•A pacifist, man of peace departs
IT is an irony that although he was a professional soldier, the late General Adeyinka Adebayo, who died on March 8 at the age of 89, will be best remembered as a pacifist and man of peace. The Federal Military Government apparently saw this quality in him when after the Nigerian civil war, General Adebayo was appointed as Chairman of the Committee on the Reconciliation and Integration of the Igbos (former Biafrans) into the Nigerian Polity.
Reportedly advising against resort to force in resolving the crisis that ultimately led to war, Adebayo had said with remarkable prescience, “I need not tell you what horror, what devastation and what extreme human suffering will attend the use of force. When it is all over and the smoke and dust have lifted and the dead are buried, we shall find, as other people have found that it has all been futile, entirely futile, in solving the problems we set out to solve”.

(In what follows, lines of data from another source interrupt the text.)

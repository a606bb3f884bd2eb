//! Tempo and key detection using stratum-dsp

use anyhow::Result;
use stratum_dsp::{analyze_audio, AnalysisConfig};

/// Shortest signal worth running tempo detection on (one second at 44.1kHz)
const MIN_TEMPO_SAMPLES: usize = 44100;

/// Tempo/key estimate for a signal
#[derive(Debug, Clone, PartialEq)]
pub struct TempoResult {
    pub bpm: f32,
    pub key: Option<String>,
}

/// Detect BPM and key from mono samples
pub fn detect_tempo(
    samples: &[f32],
    sample_rate: u32,
    min_bpm: f32,
    max_bpm: f32,
) -> Result<TempoResult> {
    if samples.len() < MIN_TEMPO_SAMPLES {
        anyhow::bail!("Audio too short for tempo detection");
    }

    let result = analyze_audio(samples, sample_rate, AnalysisConfig::default())
        .map_err(|e| anyhow::anyhow!("Tempo analysis failed: {:?}", e))?;

    let bpm = fold_bpm(result.bpm, min_bpm, max_bpm);

    let key_name = result.key.name().to_string();
    let key = if key_name.is_empty() {
        None
    } else {
        Some(key_name)
    };

    Ok(TempoResult { bpm, key })
}

/// Double or halve a BPM estimate until it lands inside `[min_bpm, max_bpm]`
///
/// Values that can't be folded into range are returned unchanged.
pub fn fold_bpm(bpm: f32, min_bpm: f32, max_bpm: f32) -> f32 {
    if bpm <= 0.0 || min_bpm <= 0.0 || max_bpm <= 0.0 {
        return bpm;
    }

    let mut folded = bpm;
    while folded < min_bpm && folded * 2.0 <= max_bpm {
        folded *= 2.0;
    }
    while folded > max_bpm && folded / 2.0 >= min_bpm {
        folded /= 2.0;
    }

    if folded != bpm {
        log::debug!("BPM folded from {:.1} to {:.1}", bpm, folded);
    }
    folded
}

As military governor of the defunct Western State of Nigeria between 1966 and 1971, General Adebayo deserves credit for helping to stabilise a region whose political volatility was a critical causative factor in the chain of events that precipitated the descent to anarchy in the country. This no doubt involved deftly and pragmatically managing political groups and individuals that had been bitterly antagonistic to each other during the first republic as well as protecting the interest of the Yoruba people in Nigeria in the delicate immediate post- civil war period. His leadership skills as governor was perhaps most taxed during the bloody uprising by farmers in the state over taxation, popularly known as the ‘Agbekoya revolt’, a crisis that his administration eventually resolved harmoniously.

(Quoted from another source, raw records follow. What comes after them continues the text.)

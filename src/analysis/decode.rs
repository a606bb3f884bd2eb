//! Audio decoding with symphonia

use anyhow::{Context, Result};
use std::path::Path;
use symphonia::core::audio::SampleBuffer;
use symphonia::core::codecs::DecoderOptions;
use symphonia::core::formats::FormatOptions;
use symphonia::core::io::MediaSourceStream;
use symphonia::core::meta::MetadataOptions;
use symphonia::core::probe::Hint;

/// Mono PCM decoded from a file
#[derive(Debug, Clone)]
pub struct DecodedAudio {
    /// Mono f32 samples (channel average), capped at the decode limit
    pub samples: Vec<f32>,
    pub sample_rate: u32,
    /// Channel count of the source stream
    pub channels: u16,
    /// Total duration of the stream in seconds, not just the decoded part
    pub duration_secs: f32,
}

/// Decode an audio file to mono f32 samples
///
/// At most `max_secs` seconds are kept in memory. The reported duration
/// comes from the container when it knows the frame count.
pub fn decode_to_mono(path: &Path, max_secs: f32) -> Result<DecodedAudio> {
    let file = std::fs::File::open(path)
        .with_context(|| format!("Failed to open audio file: {:?}", path))?;
    let mss = MediaSourceStream::new(Box::new(file), Default::default());

    let mut hint = Hint::new();
    if let Some(ext) = path.extension().and_then(|e| e.to_str()) {
        hint.with_extension(ext);
    }

    let probed = symphonia::default::get_probe()
        .format(
            &hint,
            mss,
            &FormatOptions::default(),
            &MetadataOptions::default(),
        )
        .with_context(|| format!("Failed to probe audio format: {:?}", path))?;

    let mut format = probed.format;

    let track = format
        .tracks()
        .iter()
        .find(|t| t.codec_params.codec != symphonia::core::codecs::CODEC_TYPE_NULL)
        .context("No audio track found")?;

    let track_id = track.id;
    let sample_rate = track
        .codec_params
        .sample_rate
        .context("No sample rate in audio track")?;
    let total_frames = track.codec_params.n_frames;
    let mut channels = track
        .codec_params
        .channels
        .map(|c| c.count() as u16)
        .unwrap_or(0);

    let mut decoder = symphonia::default::get_codecs()
        .make(&track.codec_params, &DecoderOptions::default())
        .context("Failed to create audio decoder")?;

    let max_samples = (sample_rate as f32 * max_secs.max(1.0)) as usize;
    let mut samples: Vec<f32> = Vec::new();

    loop {
        let packet = match format.next_packet() {
            Ok(p) => p,
            Err(symphonia::core::errors::Error::IoError(e))
                if e.kind() == std::io::ErrorKind::UnexpectedEof =>
            {
                break;
            }
            Err(e) => {
                log::warn!("Error reading packet in {:?}: {:?}", path, e);
                break;
            }
        };

        if packet.track_id() != track_id {
            continue;
        }

        let decoded = match decoder.decode(&packet) {
            Ok(d) => d,
            Err(e) => {
                log::debug!("Skipping undecodable packet in {:?}: {:?}", path, e);
                continue;
            }
        };

        let spec = *decoded.spec();
        let count = spec.channels.count();
        if channels == 0 {
            channels = count as u16;
        }

        let mut sample_buf = SampleBuffer::<f32>::new(decoded.capacity() as u64, spec);
        sample_buf.copy_interleaved_ref(decoded);

        if count > 1 {
            samples.extend(
                sample_buf
                    .samples()
                    .chunks(count)
                    .map(|frame| frame.iter().sum::<f32>() / count as f32),
            );
        } else {
            samples.extend_from_slice(sample_buf.samples());
        }

        if samples.len() >= max_samples {
            samples.truncate(max_samples);
            break;
        }
    }

    if samples.is_empty() {
        anyhow::bail!("No audio could be decoded from {:?}", path);
    }

    let duration_secs = match total_frames {
        Some(frames) => frames as f32 / sample_rate as f32,
        None => samples.len() as f32 / sample_rate as f32,
    };

    Ok(DecodedAudio {
        samples,
        sample_rate,
        channels,
        duration_secs,
    })
}

#[cfg(test)]
mod tests {
    use super::*;

    #[test]
    fn test_decode_requires_file() {
        assert!(decode_to_mono(Path::new("/nonexistent/file.mp3"), 30.0).is_err());
    }

    #[test]
    fn test_decode_rejects_garbage() {
        let dir = tempfile::TempDir::new().unwrap();
        let path = dir.path().join("corrupt.wav");
        std::fs::write(&path, b"definitely not a RIFF header").unwrap();

        assert!(decode_to_mono(&path, 30.0).is_err());
    }
}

On the developmental front, a major highlight of his tenure as military governor was the promotion of agricultural extension services and it was under him that the Institute of Agricultural Research and Training, Moor Plantation in Ibadan was established. Adebayo’s administration also had the responsibility of restructuring the O’odua Group of companies, which it had inherited from the defunct Western Region as the Western Nigerian Development Corporation (WNDC).
General Adebayo joined the then West African Frontier Force in 1948 after obtaining his education at All Saints School, Iyin-Ekiti, Eko Boys High School in Lagos and Christ’s School, Ado-Ekiti. He received his military training at Eaton Hall, England, as well as Chamberley Hall, Surrey, and the Imperial Defence College, London, in 1960 and 1965, respectively. The first Nigerian to be appointed General Staff Officer Grade 1 in 1962, Adebayo was a Staff Officer in the United Nations peacekeeping force during the Congo crisis and served as the Commander of the Nigerian contingent in the country in 1963. He was the first indigenous Chief of Staff of the Nigerian Army, a position he held between February 1964 and November, 1965.
Although the dominant political orientation of the Yoruba has been toward political progressivism, with strong support for social welfare policies and federalism, General Adebayo was one of the founders and the Vice Chairman of the conservative National Party of Nigeria (NPN) in the Second Republic. In subsequent dispensations, however, he obviously decided to downplay an overtly partisan role, preferring to be more of a Nigerian statesman. He however continued to take an abiding interest in the affairs and progress of the Yoruba people, a preoccupation demonstrated by his chairmanship of the influential socio-cultural group – the Yoruba Council of Elders. With his demise, Nigeria has lost a man widely regarded as a Yoruba son of refined breeding in the best ‘omoluabi’ tradition and a gentleman/officer in the truest sense.